Antara Yang Politik dan Yang Hukum
Oleh: M. Charlie Meidino Albajili (Ditulis pada 1 Agustus 2017)
Bagaimana mengelola penggunaan air tanah saat ini menjadi urusan yang sangat krusial di DKI Jakarta. Pengambilan air tanah secara besar-besaran menjadi salah satu faktor dominan yang menyebabkan penurunan permukaan tanah di Jakarta. Pakar Geodesi dari Institut Teknologi Bandung (ITB), Heri Andreas, dalam penelitiannya “Land Subsidence Induce Flooding in Jakarta”[1] mengemukakan bahwa penurunan muka tanah (Land subsidence) yang terhitung signifikan mulai 1975 telah mencapai 4,7 meter pada 2015. Daerah yang mengalami penurunan muka tanah paling parah adalah Pluit, disusul Daan Mogot, Kelapa Gading dan Marunda. Penyedotan air tanah secara masif adalah penyebab paling signifikan penurunan muka tanah di Jakarta yang juga menjadi salah satu faktor utama penyebab banjir di Jakarta.[2]
Tidak hanya menjadi salah satu penyebab banjir, penyedotan air tanah secara masif juga akan mengancam ketersediaan cadangan air bersih utama yang diperlukan warga kota. Keberadaan air tanah begitu penting untuk memenuhi kebutuhan manusia karena 90% sumber daya air baku di dunia berasal dari sumber daya air tanah. Pengelolaan yang buruk untuk menjaga ketersediaan air tanah dapat mengakibatkan hilangnya sumber air bersih primer penyokong kehidupan kota.
Belum Jadi Prioritas
Pentingnya menjaga ketersediaan air tanah sambil menekan tingkat eksploitasi tinggi nampaknya belum menjadi perhatian serius oleh Pemprov DKI Jakarta dan warganya, terutama para pelaku bisnis/ pengelola gedung-gedung komersil. Pada 27 Juli 2017 lalu, harian Koran Tempo merilis hasil survey tentang besaran pencurian air tanah oleh gedung-gedung komersil di Jakarta, seperti hotel, perkantoran hingga mall. Survey tersebut dilakukan bersama Pemprov DKI Jakarta dan operator air bersih di Jakarta, yaitu Palyja dan Aetra. Data sementara untuk tahun 2017 ini ditemukan 28 sumur ilegal. Angka tersebut masih jauh lebih sedikit dibandingkan pada tahun 2016, yang ditemukan 198 titik sumur ilegal. Tahun 2015 bahkan Pemprov hanya menemukan 10 sumur ilegal. Survey tersebut dilakukan dalam rangka pengawasan dan sosialisasi terhadap pengelola gedung.

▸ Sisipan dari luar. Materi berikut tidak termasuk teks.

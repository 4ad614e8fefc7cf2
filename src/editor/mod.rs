// src/editor/mod.rs

//! The editor session: one buffer, its cursor and clipboard, and the loop
//! feeding them events from the terminal.
//!
//! ```text
//! TerminalSession ──► input-reader ─┐
//!                                   ├─► EventBus ─► Editor::handle_event ─► View
//! SIGWINCH ─────────► resize-watcher┘
//! ```

use std::collections::HashMap;
use std::io::{self, Write};
use std::os::unix::io::RawFd;
use std::path::Path;

use anyhow::Context;
use log::{debug, error, info, trace, warn};

use crate::buffer::{Buffer, Clipboard, Cursor, History};
use crate::command::{Command, Registry};
use crate::config::{Config, EditorConfig};
use crate::error::{Error, Result};
use crate::events::{spawn_resize_watcher, EventBus};
use crate::input::{spawn_reader, DeviceReader, InputDecoder, InputEvent};
use crate::keys::CTRL_C;
use crate::terminal::{TerminalSession, DEFAULT_COLUMNS, DEFAULT_ROWS};
use crate::view::{NullView, StatusLine, View};

/// Whether the event loop keeps going after an event.
#[derive(Debug, Clone, Copy, PartialEq, Eq)]
pub enum Flow {
    Continue,
    Quit,
}

pub struct Editor {
    buffer: Buffer,
    cursor: Cursor,
    clipboard: Clipboard,
    history: History,
    registry: Registry,
    keymap: HashMap<char, Command>,
    size: (u16, u16),
}

impl Editor {
    /// An editor on `buffer` with the default command vocabulary and the
    /// key bindings of `config`. Bindings that are not a single key or do not
    /// name a command are skipped with a warning.
    pub fn new(buffer: Buffer, config: &EditorConfig) -> Self {
        let registry = Registry::with_defaults();
        let keymap = build_keymap(&registry, config);
        let cursor = Cursor::new(&buffer);
        Editor {
            buffer,
            cursor,
            clipboard: Clipboard::new(),
            history: History::new(config.undo_limit),
            registry,
            keymap,
            size: (DEFAULT_COLUMNS, DEFAULT_ROWS),
        }
    }

    pub fn buffer(&self) -> &Buffer {
        &self.buffer
    }

    pub fn cursor(&self) -> &Cursor {
        &self.cursor
    }

    pub fn clipboard(&self) -> &Clipboard {
        &self.clipboard
    }

    pub fn history(&self) -> &History {
        &self.history
    }

    pub fn registry(&self) -> &Registry {
        &self.registry
    }

    /// Terminal geometry as `(columns, rows)`.
    pub fn size(&self) -> (u16, u16) {
        self.size
    }

    pub fn set_size(&mut self, cols: u16, rows: u16) {
        self.size = (cols, rows);
    }

    /// Processes one event to completion.
    ///
    /// Rejected edits are logged and the loop continues; device errors and
    /// invariant violations end it.
    pub fn handle_event(&mut self, event: InputEvent) -> Result<Flow> {
        trace!("Editor: handling {}", event);
        match event {
            InputEvent::Char(CTRL_C) => {
                info!("Editor: interrupt key, quitting.");
                Ok(Flow::Quit)
            }
            InputEvent::Char(c) => match self.keymap.get(&c).copied() {
                Some(command) => self.execute(command),
                None => {
                    debug!("Editor: {} is not bound.", InputEvent::Char(c));
                    Ok(Flow::Continue)
                }
            },
            InputEvent::MouseClick { x, y, .. } => {
                self.cursor
                    .jump(&self.buffer, usize::from(y), usize::from(x));
                Ok(Flow::Continue)
            }
            InputEvent::MouseRelease { .. } | InputEvent::Timeout => Ok(Flow::Continue),
            InputEvent::Resize { cols, rows } => {
                debug!("Editor: resized to {}x{}.", cols, rows);
                self.set_size(cols, rows);
                Ok(Flow::Continue)
            }
            InputEvent::Unknown(bytes) => {
                debug!("Editor: ignoring unknown input {:02x?}", bytes);
                Ok(Flow::Continue)
            }
            InputEvent::Error(e) => Err(Error::device(
                "reading input",
                io::Error::new(e.kind(), e.to_string()),
            )),
        }
    }

    pub fn execute(&mut self, command: Command) -> Result<Flow> {
        match command {
            Command::Quit => return Ok(Flow::Quit),
            Command::Move(movement) => {
                if let Err(e) = self.cursor.move_to(&self.buffer, movement) {
                    self.recover(e)?;
                }
            }
            Command::Edit(op) => {
                let applied = self.history.apply(
                    &mut self.buffer,
                    op,
                    &mut self.cursor,
                    &mut self.clipboard,
                );
                if let Err(e) = applied {
                    self.recover(e)?;
                }
            }
            Command::Undo => {
                if !self.history.undo(&mut self.buffer, &mut self.cursor)? {
                    info!("Editor: nothing to undo.");
                }
            }
            Command::Redo => {
                if !self.history.redo(&mut self.buffer, &mut self.cursor)? {
                    info!("Editor: nothing to redo.");
                }
            }
        }
        Ok(Flow::Continue)
    }

    /// Drains `bus` until it ends or a command quits, rendering through
    /// `view` into `out` after every event.
    pub fn drive(
        &mut self,
        bus: &mut EventBus,
        view: &mut dyn View,
        out: &mut dyn Write,
    ) -> anyhow::Result<()> {
        view.render(self, out).context("Failed to render")?;
        while let Some(event) = bus.recv() {
            let flow = self.handle_event(event)?;
            view.render(self, out).context("Failed to render")?;
            if flow == Flow::Quit {
                return Ok(());
            }
        }
        info!("Editor: event stream ended.");
        Ok(())
    }

    fn recover(&mut self, e: Error) -> Result<()> {
        match e {
            Error::StaleCursor => {
                warn!("Editor: cursor lost its line, repositioning.");
                self.cursor
                    .jump(&self.buffer, self.cursor.lineno(), self.cursor.colno());
                Ok(())
            }
            e if e.is_rejected_edit() => {
                info!("Editor: {}", e);
                Ok(())
            }
            e => Err(e),
        }
    }
}

fn build_keymap(registry: &Registry, config: &EditorConfig) -> HashMap<char, Command> {
    let mut keymap = HashMap::new();
    for (key, name) in &config.keybindings {
        let mut chars = key.chars();
        let (Some(c), None) = (chars.next(), chars.next()) else {
            warn!("Editor: binding {:?} is not a single key, skipped.", key);
            continue;
        };
        if c == CTRL_C {
            warn!("Editor: ^C always quits, binding to '{}' skipped.", name);
            continue;
        }
        match registry.resolve(name) {
            Some(command) => {
                keymap.insert(c, command);
            }
            None => warn!("Editor: '{}' does not name a command, skipped.", name),
        }
    }
    debug!("Editor: {} key bindings.", keymap.len());
    keymap
}

/// Writes to the terminal through the session, so nothing reaches the device
/// after it has been restored.
struct SessionWriter<'a>(&'a TerminalSession);

impl Write for SessionWriter<'_> {
    fn write(&mut self, buf: &[u8]) -> io::Result<usize> {
        self.0.write_raw(buf)?;
        Ok(buf.len())
    }

    fn flush(&mut self) -> io::Result<()> {
        Ok(())
    }
}

/// Edits `path` on the controlling terminal until the user quits.
///
/// The bus is closed, joining both producers, before the terminal is
/// restored. The session outlives the bus on every return path.
pub fn run(config: &Config, path: &Path) -> anyhow::Result<()> {
    let buffer = Buffer::load(path)
        .with_context(|| format!("Failed to load {}", path.display()))?;
    let mut editor = Editor::new(buffer, &config.editor);

    let fd = libc::STDIN_FILENO;
    let session = TerminalSession::enter_raw_mode(fd, io::stdout(), &config.terminal)
        .context("Failed to enter raw mode")?;
    match session.size() {
        Ok((cols, rows)) => editor.set_size(cols, rows),
        Err(e) => warn!("Editor: {}; assuming {}x{}.", e, DEFAULT_COLUMNS, DEFAULT_ROWS),
    }

    let mut bus = EventBus::new(config.bus.capacity);
    let mut view: Box<dyn View> = if config.editor.status_line {
        Box::new(StatusLine::new())
    } else {
        Box::new(NullView)
    };

    let result = start_producers(&mut bus, config, fd).and_then(|()| {
        editor.drive(&mut bus, view.as_mut(), &mut SessionWriter(&session))
    });

    bus.close();
    if let Err(ref e) = result {
        error!("Editor: stopped on error: {:#}", e);
    }
    session.restore().context("Failed to restore the terminal")?;
    result
}

fn start_producers(bus: &mut EventBus, config: &Config, fd: RawFd) -> anyhow::Result<()> {
    let reader = DeviceReader::stdin(config.terminal.read_timeout_ds)
        .context("Failed to open standard input")?;
    spawn_reader(bus, InputDecoder::new(reader, config.input.chunk_size))?;
    spawn_resize_watcher(bus, fd)?;
    Ok(())
}
// src/input/event.rs

use std::fmt;
use std::io;
use std::sync::Arc;

use crate::keys::{self, MouseModifiers};

/// Buttons reported by X10 mouse tracking.
#[derive(Debug, Clone, Copy, PartialEq, Eq, Hash)]
pub enum MouseButton {
    Left,
    Middle,
    Right,
}

/// One decoded unit of terminal input, or a resize notification.
///
/// Coordinates are 0-based cells.
#[derive(Debug, Clone)]
pub enum InputEvent {
    Char(char),
    MouseClick {
        x: u16,
        y: u16,
        button: MouseButton,
        modifiers: MouseModifiers,
    },
    MouseRelease {
        x: u16,
        y: u16,
    },
    Resize {
        cols: u16,
        rows: u16,
    },
    /// The read window elapsed without input.
    Timeout,
    /// Reading the device failed. The producer stops after reporting it.
    Error(Arc<io::Error>),
    /// A chunk that matches no known pattern.
    Unknown(Vec<u8>),
}

impl InputEvent {
    pub(crate) fn error(e: io::Error) -> Self {
        InputEvent::Error(Arc::new(e))
    }
}

// io::Error has no PartialEq; errors compare by kind.
impl PartialEq for InputEvent {
    fn eq(&self, other: &Self) -> bool {
        use InputEvent::*;
        match (self, other) {
            (Char(a), Char(b)) => a == b,
            (
                MouseClick {
                    x: x1,
                    y: y1,
                    button: b1,
                    modifiers: m1,
                },
                MouseClick {
                    x: x2,
                    y: y2,
                    button: b2,
                    modifiers: m2,
                },
            ) => x1 == x2 && y1 == y2 && b1 == b2 && m1 == m2,
            (MouseRelease { x: x1, y: y1 }, MouseRelease { x: x2, y: y2 }) => {
                x1 == x2 && y1 == y2
            }
            (
                Resize {
                    cols: c1,
                    rows: r1,
                },
                Resize {
                    cols: c2,
                    rows: r2,
                },
            ) => c1 == c2 && r1 == r2,
            (Timeout, Timeout) => true,
            (Error(a), Error(b)) => a.kind() == b.kind(),
            (Unknown(a), Unknown(b)) => a == b,
            _ => false,
        }
    }
}

impl fmt::Display for InputEvent {
    fn fmt(&self, f: &mut fmt::Formatter<'_>) -> fmt::Result {
        match self {
            InputEvent::Char(c) => match keys::key_name(*c) {
                Some(name) => f.write_str(name),
                None if keys::is_printable(*c) => write!(f, "'{}'", c),
                None => write!(f, "U+{:04X}", *c as u32),
            },
            InputEvent::MouseClick {
                x,
                y,
                button,
                modifiers,
            } => {
                write!(f, "{:?} click at {},{}", button, x, y)?;
                if !modifiers.is_empty() {
                    write!(f, " with {:?}", modifiers)?;
                }
                Ok(())
            }
            InputEvent::MouseRelease { x, y } => write!(f, "release at {},{}", x, y),
            InputEvent::Resize { cols, rows } => write!(f, "resize to {}x{}", cols, rows),
            InputEvent::Timeout => f.write_str("timeout"),
            InputEvent::Error(e) => write!(f, "read error: {}", e),
            InputEvent::Unknown(bytes) => write!(f, "unknown input {:02x?}", bytes),
        }
    }
}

Menurut saya, data tersebut setidaknya menunjukan dua hal. Pertama, data tersebut tentu penting untuk membangkitkan perhatian warga kembali tentang banyaknya gedung-gedung sektor komersil yang melakukan eksploitasi air tanah secara ilegal. Kedua, data tersebut justru menunjukan ketidakseriusan Pemprov DKI sebagai pengawas. Pasalnya, data Dinas Tata Air DKI Jakarta hasil penelitian pada Juli 2016 menunjukan angka yang lebih fantastis. Dari 4.432 sumur air tanah yang terdaftar, hanya 2.666 sumur yang pemakaian tanahnya tercatat, yang berarti ada 1.764 pelanggan air tanah yang tidak tercatat.[3] Total volume pemakaian air tanah yang tercatat pada bulan itu 605.982 meter kubik.[4] Tidak hanya itu, dari 2.270 pelanggan yang tercatat, sebanyak 991 pelanggan (sekitar 22 persen dari total pelanggan) tercatat pemakaiannya nol meter kubik.[5]
Tentunya bukan hal mudah mengawasi penggunaan pemakaian air tanah di Jakarta seiring banyaknya modus yang digunakan masing-masing gedung untuk menutupi keberadaan sumur atau pemakaiannya. Selain untuk menghindari pajak air tanah, Tidak tersedianya fasilitas air bersih dari pemerintah juga menjadi faktor tersendiri yang biasanya dijadikan alasan pengelola gedung komersil memilih menggunakan sumur. Meski demikian, faktor tersebut akan saya kesampingkan sementara dengan asumsi awal bahwa Penyedotan air tanah perlu dihentikan.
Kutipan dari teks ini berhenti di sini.